The phase III ATLANTIS trial compared lurbinectedin 2.0 mg/m2 plus doxorubicin vs investigator’s choice of cyclophosphamide/doxorubicin/vincristine or topotecan in relapsed ES-SCLC after 1 previous line of platinum-containing chemotherapy.69
We have heard previously that the lurbinectedin combination did not improve OS compared with standard chemotherapy. However, an important feature of this study was that after patients received 10 cycles of the doxorubicin and lurbinectedin combination, they then switched to lurbinectedin monotherapy as maintenance. A post hoc analysis of ATLANTIS presented at ASCO 2022 focused on outcomes in the patients who received combination therapy with lurbinectedin 2 mg/m2 and then moved on to lurbinectedin monotherapy at the higher standard dose of 3.2 mg/m2.70 So although, in a sense, patients were de‑escalating by removing doxorubicin, in a different sense, they were escalating by increasing the dose of lurbinectedin.
Stephen V. Liu, MD:
Single-agent lurbinectedin as maintenance therapy was surprisingly effective. For many patients, the maximum percent reduction in tumor size occurred when they were receiving lurbinectedin monotherapy.70 Of the 19 patients who achieved SD with combination therapy, 2 patients subsequently achieved a PR and 1 patient achieved a CR on lurbinectedin maintenance. Among the 26 patients who had a PR with lurbinectedin plus doxorubicin, 3 went on to have a CR with lurbinectedin monotherapy, although 8 did eventually have disease progression.
Stephen V. Liu, MD:
Overall, the median OS in these patients was impressive at 20.7 months (95% CI: 15.7-24.8).70 In patients with a chemotherapy‑free interval of ≥180 days, the median OS was 21.2 months (95% CI: 16.8-33.6), whereas for those with a chemotherapy‑free interval <180 days, the median survival was 14.2 months (95% CI: 11.7-24.8), which is lower but still quite impressive.
Stephen V. Liu, MD:
There were no new safety signals.70 The primary grade ≥3 TRAE seen with lurbinectedin was myelosuppression. Grade ≥3 lymphopenia occurred in 36%, grade ≥3 anemia in 16%, and grade ≥3 neutropenia and thrombocytopenia in 12%. Febrile neutropenia was reported in 2 (4%) patients during lurbinectedin monotherapy.
Stephen V. Liu, MD:
Overall, I think these data reinforce the sense that ATLANTIS was not the right study design to demonstrate the efficacy of lurbinectedin in this patient population. The dose does seem to be important and at higher doses of lurbinectedin, responses are more likely.

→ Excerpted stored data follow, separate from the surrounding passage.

//! Raw signal readings returned by the network-access service
//!
//! Values are kept in vendor units here (integer dBm, half-dB ECIO steps,
//! SINR levels, tenth-dBm Io). Conversion to plotting-friendly dB floats is
//! the session layer's job.

use serde::{Deserialize, Serialize};

/// CDMA 1x readings
#[derive(Debug, Clone, Copy, PartialEq, Eq, Serialize, Deserialize)]
pub struct CdmaSignal {
    /// Received signal strength, dBm
    pub rssi: i8,
    /// Ec/Io in negative half-dB steps (vendor convention)
    pub ecio: i16,
}

/// CDMA EV-DO readings
#[derive(Debug, Clone, Copy, PartialEq, Eq, Serialize, Deserialize)]
pub struct EvdoSignal {
    /// Received signal strength, dBm
    pub rssi: i8,
    /// Ec/Io in negative half-dB steps
    pub ecio: i16,
    /// SINR level code, 0..=8
    pub sinr_level: u8,
    /// Total received power (Io) in tenths of a dBm
    pub io: i32,
}

/// WCDMA (UMTS) readings
#[derive(Debug, Clone, Copy, PartialEq, Eq, Serialize, Deserialize)]
pub struct WcdmaSignal {
    /// Received signal strength, dBm
    pub rssi: i8,
    /// Ec/Io in negative half-dB steps
    pub ecio: i16,
}

/// LTE readings
#[derive(Debug, Clone, Copy, PartialEq, Eq, Serialize, Deserialize)]
pub struct LteSignal {
    /// Received signal strength, dBm
    pub rssi: i8,
    /// Reference signal received quality, dB
    pub rsrq: i8,
}

/// One signal-info response
///
/// Only the technologies the modem is currently reporting are present;
/// everything else is `None`.
#[derive(Debug, Clone, Copy, Default, PartialEq, Serialize, Deserialize)]
pub struct SignalInfo {
    /// CDMA 1x readings, if reported
    pub cdma: Option<CdmaSignal>,
    /// EV-DO readings, if reported
    pub evdo: Option<EvdoSignal>,
    /// GSM received signal strength in dBm, if reported
    pub gsm_rssi: Option<i8>,
    /// WCDMA readings, if reported
    pub wcdma: Option<WcdmaSignal>,
    /// LTE readings, if reported
    pub lte: Option<LteSignal>,
}
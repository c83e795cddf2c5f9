//! Monitor configuration

use std::time::Duration;

use serde::{Deserialize, Serialize};

/// Timing configuration for the device manager and its sessions
#[derive(Debug, Clone, Serialize, Deserialize)]
pub struct MonitorConfig {
    /// Timeout for control operations (open, client allocation, identity
    /// and PIN requests)
    pub control_timeout: Duration,
    /// Timeout for signal-info polls
    pub signal_timeout: Duration,
    /// Interval between signal polls while monitoring is active
    pub poll_interval: Duration,
    /// Upper bound on the shutdown barrier; `None` waits indefinitely
    pub shutdown_timeout: Option<Duration>,
}

impl Default for MonitorConfig {
    fn default() -> Self {
        Self {
            control_timeout: Duration::from_secs(5),
            signal_timeout: Duration::from_secs(10),
            poll_interval: Duration::from_secs(1),
            shutdown_timeout: Some(Duration::from_secs(20)),
        }
    }
}
// ============================================================================
// PIN Unlock
// ============================================================================

mod unlock_tests {
    use super::*;

    async fn locked_setup() -> (DeviceManager, UnboundedReceiver<MonitorEvent>) {
        let rig = Arc::new(SimRig::new());
        rig.insert_script("cdc-wdm0", locked_script("1234", 3));
        let hotplug = SimHotplug::with_nodes(vec![modem_node("cdc-wdm0")]);
        let (manager, mut events) =
            DeviceManager::spawn(test_config(), rig, Box::new(hotplug));

        let added = wait_for(&mut events, is_added).await;
        let MonitorEvent::DeviceAdded { device } = added else {
            unreachable!()
        };
        assert_eq!(device.status, DeviceStatus::SimPinLocked);
        assert_eq!(device.pin_attempts_left, Some(3));
        (manager, events)
    }

    #[tokio::test]
    async fn correct_pin_unlocks_and_publishes_ready() {
        let (manager, mut events) = locked_setup().await;

        manager.unlock("cdc-wdm0", "1234").await.unwrap();

        let changed = wait_for(&mut events, |e| {
            matches!(e, MonitorEvent::StatusChanged { .. })
        })
        .await;
        let MonitorEvent::StatusChanged { name, status, .. } = changed else {
            unreachable!()
        };
        assert_eq!(name, "cdc-wdm0");
        assert_eq!(status, DeviceStatus::Ready);

        let info = manager.device("cdc-wdm0").await.unwrap().unwrap();
        assert_eq!(info.status, DeviceStatus::Ready);
    }

    #[tokio::test]
    async fn wrong_pin_is_rejected_with_remaining_attempts() {
        let (manager, _events) = locked_setup().await;

        let err = manager.unlock("cdc-wdm0", "0000").await.unwrap_err();
        match err {
            CoreError::UnlockRejected {
                status,
                attempts_left,
            } => {
                assert_eq!(status, DeviceStatus::SimPinLocked);
                assert_eq!(attempts_left, Some(2));
            }
            other => panic!("expected UnlockRejected, got {other:?}"),
        }
    }

    #[tokio::test]
    async fn exhausting_attempts_blocks_the_sim() {
        let (manager, mut events) = locked_setup().await;

        for _ in 0..2 {
            let _ = manager.unlock("cdc-wdm0", "0000").await;
        }
        let err = manager.unlock("cdc-wdm0", "0000").await.unwrap_err();
        match err {
            CoreError::UnlockRejected { status, .. } => {
                assert_eq!(status, DeviceStatus::SimPukLocked);
            }
            other => panic!("expected UnlockRejected, got {other:?}"),
        }
        wait_for(&mut events, |e| {
            matches!(
                e,
                MonitorEvent::StatusChanged {
                    status: DeviceStatus::SimPukLocked,
                    ..
                }
            )
        })
        .await;
    }

    #[tokio::test]
    async fn unlock_on_ready_device_is_a_usage_error() {
        let rig = Arc::new(SimRig::new());
        rig.insert("cdc-wdm0", Arc::new(SimModem::ready()));
        let hotplug = SimHotplug::with_nodes(vec![modem_node("cdc-wdm0")]);
        let (manager, mut events) =
            DeviceManager::spawn(test_config(), rig, Box::new(hotplug));
        wait_for(&mut events, is_added).await;

        let err = manager.unlock("cdc-wdm0", "1234").await.unwrap_err();
        assert!(matches!(err, CoreError::NotPinLocked(DeviceStatus::Ready)));
        assert!(err.is_usage_error());
    }

    #[tokio::test]
    async fn unlock_of_unknown_device_is_not_found() {
        let rig = Arc::new(SimRig::new());
        let hotplug = SimHotplug::new();
        let (manager, mut events) =
            DeviceManager::spawn(test_config(), rig, Box::new(hotplug));
        wait_for(&mut events, |e| matches!(e, MonitorEvent::InitialScanDone)).await;

        let err = manager.unlock("cdc-wdm9", "1234").await.unwrap_err();
        assert!(matches!(err, CoreError::DeviceNotFound(name) if name == "cdc-wdm9"));
    }
}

Lurbinectedin is under evaluation in other phase III trials in patients with SCLC, including the LAGOON study comparing single-agent lurbinectedin or the combination of lurbinectedin plus irinotecan vs topotecan or irinotecan in relapsed SCLC (NCT05153239). The randomized phase III IMforte study is looking at lurbinectedin in combination with atezolizumab vs atezolizumab alone as maintenance therapy in patients with SCLC who received frontline induction with carboplatin, etoposide, and atezolizumab (NCT05091567). By moving lurbinectedin earlier in the disease process, we may further improve outcomes, because it is clear that this drug is active.
Zofia Piotrowska, MD, MHS:
I agree. I think lurbinectedin is an active drug but ATLANTIS did not assess the efficacy of lurbinectedin monotherapy at what seems to be the effective dose. This post hoc analysis shows that lurbinectedin is most active when given at that 3.2-mg/kg dose and that this is an active therapy for our patients. I currently use it in the later‑line setting, but I hope that the studies you mentioned may move it earlier in the disease course for patients with SCLC.